The services these little mayors undertook ranged from explaining government, legal or business usages to constituents to intervening with institutions like banks to providing holiday food or winter coal for the poor. Simon Steingut made it a practice to distribute Christmas baskets to the poor of Second Avenue, and even on his death bed he instructed his son Irwin to distribute the usual number of baskets.

Simon Steingut was a loyal Tammany soldier, and only one time acted contrary to Tammany interests. That time was just before the divorce from Lena, and Steingut exacted revenge from the highly connected Harburger clan (which included Tammany politicians and officials) by arranging for the sale of the building which contained the Tammany clubhouse for the Harburger 10th district. Evicting the Tammany Club was Steingut's retaliation for Leopold Harburger acting as Lena's counsel. But Tammany was above such petty squabbles, and Steingut was back in its good graces and rewarded with the commission for acquiring property for a new theatre to be built on Second Avenue between Fourteenth and Twenty-Third Streets. The $350,000 real estate transaction was for a syndicate led by Timothy ("Big Tim") Sullivan and included other Tammany politicians.

Working for his father in a business so intimately connected with the favors of Tammany Hall, Irwin Steingut had to become involved in Tammany political work. But Simon also introduced his son to electoral politics of sorts. Simon himself never ran for government office. (He once announced his candidacy for Alderman of the 10th ward in 1911, but decided against it.) But each year he went before his constituents and stood for election at Ike Hirschborn's saloon at First Street and Second Avenue, and for 30 consecutive years he was elected "Mayor." Only in 1911 did he come dangerously close to losing. It was then that the new courthouse was built at the beginning of Second Avenue, and no one apprised Steingut of the decision. Since the court was attached to Joe Levy, the "Duke of Essex Street," the implication was that the powers were throwing their weight behind Levy, Steingut's archrival. That year Levy came within five votes, the closest he ever got until 1918 when he defeated Steingut outright in the year before Steingut's death. But back in 1911 Steingut showed his strength again later in the year. In May it was announced that Steingut was to sail to Europe to attend (at whose invitation Steingut refused to reveal) the coronation of King George V (as well as obtain the $5,000 inheritance his father left him). A lavish parade was planned to escort him to the Hoboken piers on June 8, with police escort, attended by other Little Mayors, but more importantly by Big Tim Sullivan and step-brother Larry Mulligan as well as a variety of Tammany judges and politicians. When Simon arrived at Hirschorn's, dressed in silk hat and morning clothes on June 4, Levy was ready to argue that Steingut was forfeiting his "office" by so long an absence. The crowd suggested that Irwin Steingut be elected temporary mayor, and in the ensuing voting he bested Levy by a 44-vote majority. The rebuff to Levy vindicated Simon's years of service, and provided a launching pad for Irwin's later electoral career.

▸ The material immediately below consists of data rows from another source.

use crate::cli::WriteArgs;
use crate::config::{JobPlan, PartialJobConfig};
use crate::error::{CliError, Result};
use qcset::core::io::traits::TextFormat;
use qcset::core::io::xyz::XyzFile;
use qcset::workflows::input_set::QChemInputSet;
use qcset::workflows::presets::build_preset;
use rayon::prelude::*;
use std::collections::HashSet;
use std::fs;
use std::path::{Path, PathBuf};
use tracing::{debug, info};

pub fn run(args: WriteArgs) -> Result<()> {
    let partial_config = match &args.config {
        Some(path) => PartialJobConfig::from_file(path)?,
        None => PartialJobConfig::default(),
    };
    info!("Merging job description from file and CLI arguments...");
    let plan = partial_config.merge_with_cli(&args)?;
    debug!("Final job plan: {:?}", plan);

    let targets = output_paths(&args.molecules, &args.output_dir)?;
    println!(
        "Building {} {} input set(s)...",
        targets.len(),
        plan.job_type
    );
    // Nothing is written unless every molecule builds.
    let sets = targets
        .par_iter()
        .map(|(input, _)| build_one(input, &plan))
        .collect::<Result<Vec<_>>>()?;

    fs::create_dir_all(&args.output_dir)?;
    for ((_, output), set) in targets.iter().zip(&sets) {
        set.write(output)?;
        info!(
            "Wrote {:?} ({} atoms, {} advisories)",
            output,
            set.molecule().len(),
            set.advisories().len()
        );
        match set.advisories().len() {
            0 => println!("✓ {}", output.display()),
            n => println!(
                "✓ {} ({} advisory warning(s), rerun with -v for details)",
                output.display(),
                n
            ),
        }
    }
    Ok(())
}

/// Pairs every structure file with `<output_dir>/<stem>.qin`.
fn output_paths(molecules: &[PathBuf], output_dir: &Path) -> Result<Vec<(PathBuf, PathBuf)>> {
    let mut seen = HashSet::new();
    molecules
        .iter()
        .map(|input| {
            let stem = input.file_stem().ok_or_else(|| {
                CliError::Argument(format!("'{}' is not a file path", input.display()))
            })?;
            if !seen.insert(stem.to_os_string()) {
                return Err(CliError::Argument(format!(
                    "More than one molecule is named '{}'; output files would collide.",
                    stem.to_string_lossy()
                )));
            }
            let output = output_dir.join(format!("{}.qin", stem.to_string_lossy()));
            Ok((input.clone(), output))
        })
        .collect()
}

fn build_one(input: &Path, plan: &JobPlan) -> Result<QChemInputSet> {
    info!("Loading molecule from {:?}", input);
    let molecule = XyzFile::read_from_path(input)
        .map_err(|e| CliError::FileParsing {
            path: input.to_path_buf(),
            source: e.into(),
        })?
        .with_charge_and_multiplicity(plan.charge, plan.multiplicity)
        .map_err(|source| CliError::Molecule {
            path: input.to_path_buf(),
            source,
        })?;

    Ok(build_preset(plan.job_type, molecule, &plan.options)?)
}
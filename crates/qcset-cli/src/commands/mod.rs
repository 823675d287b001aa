pub mod presets;
pub mod write;
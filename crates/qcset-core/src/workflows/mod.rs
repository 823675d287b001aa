//! # Workflows Module
//!
//! The public entry points of the library.
//!
//! - **Input sets** ([`input_set`]): a built [`QChemInputSet`](input_set::QChemInputSet)
//!   that renders the final `.qin` text and writes it, together with any
//!   custom-solvent side file, to disk.
//! - **Presets** ([`presets`]): six job types (single point, optimization,
//!   transition state, force, frequency, PES scan), each fixing the job type and
//!   sensible defaults before delegating to the settings builder.

pub mod input_set;
pub mod presets;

Simon involved Irwin in projects and events involving close contact with Tammany figures. In 1912, Simon Steingut collected a group of Jewish bankers and realtors to form a corporation (in which Big Tim Sullivan also had an interest) for the construction of a building on Second Avenue for two theaters as well as offices, lofts and a place for a dramatic school, for the production of Yiddish and German drama. The ground floor theater was to be devoted to "high class drama," while the rooftop theater was to be designed for cinema and vaudeville. The best European actors were to be sought for a professional resident company, and "an experienced manager will be engaged." Irwin was designated to supervise the project, because Simon was concentrating on real estate work.

Irwin's association with his father now got him noticed by both the press (the Tribune, for example, noted his presence at the following year's election by calling him a "slick young feller") and Tammany (at the large funeral of the Republican leader of the 8th Assembly District, Irwin was mentioned between Thomas H. Smith, secretary of Tammany and Samuel Gompers). When Simon Steingut eventually died in 1919, he had impressed Irwin and most observers with his deep commitment for the community and especially the poor, a perspective that Irwin did not lose during his long legislative career.

After Simon died on March 11, 1919, Irwin Steingut, now the principal of S. Steingut & Son, began a spurt of activity, soliciting apartment building owners in Manhattan, Brooklyn and The Bronx wishing to sell as well as garage owners. His break with the style of his father seemed complete when he began his campaign to have 1,000 businesses raise $50,000 to combat "radicalism" on the Lower East Side. It was a move to improve the image of the neighborhood and the citizen Jews who lived there. Irwin soon transitioned from a real estate to an insurance dealer business and move to Brooklyn, although he still listed the Manhattan address as his place of business right before his Brooklyn assembly campaign in his Board of Elections filing.

===John McCooey and the Madison Club of Brooklyn===

After his father's death, Irwin Steingut's move back to Brooklyn, which became his political base for the next three decades, was facilitated by Tammany Leader Charles Murphy, who introduced Steingut to John H. McCooey, the political boss of Brooklyn. The introduction proved the most fortuitous event in Steingut's life, for McCooey became his mentor, sponsor, and eventually closest friend.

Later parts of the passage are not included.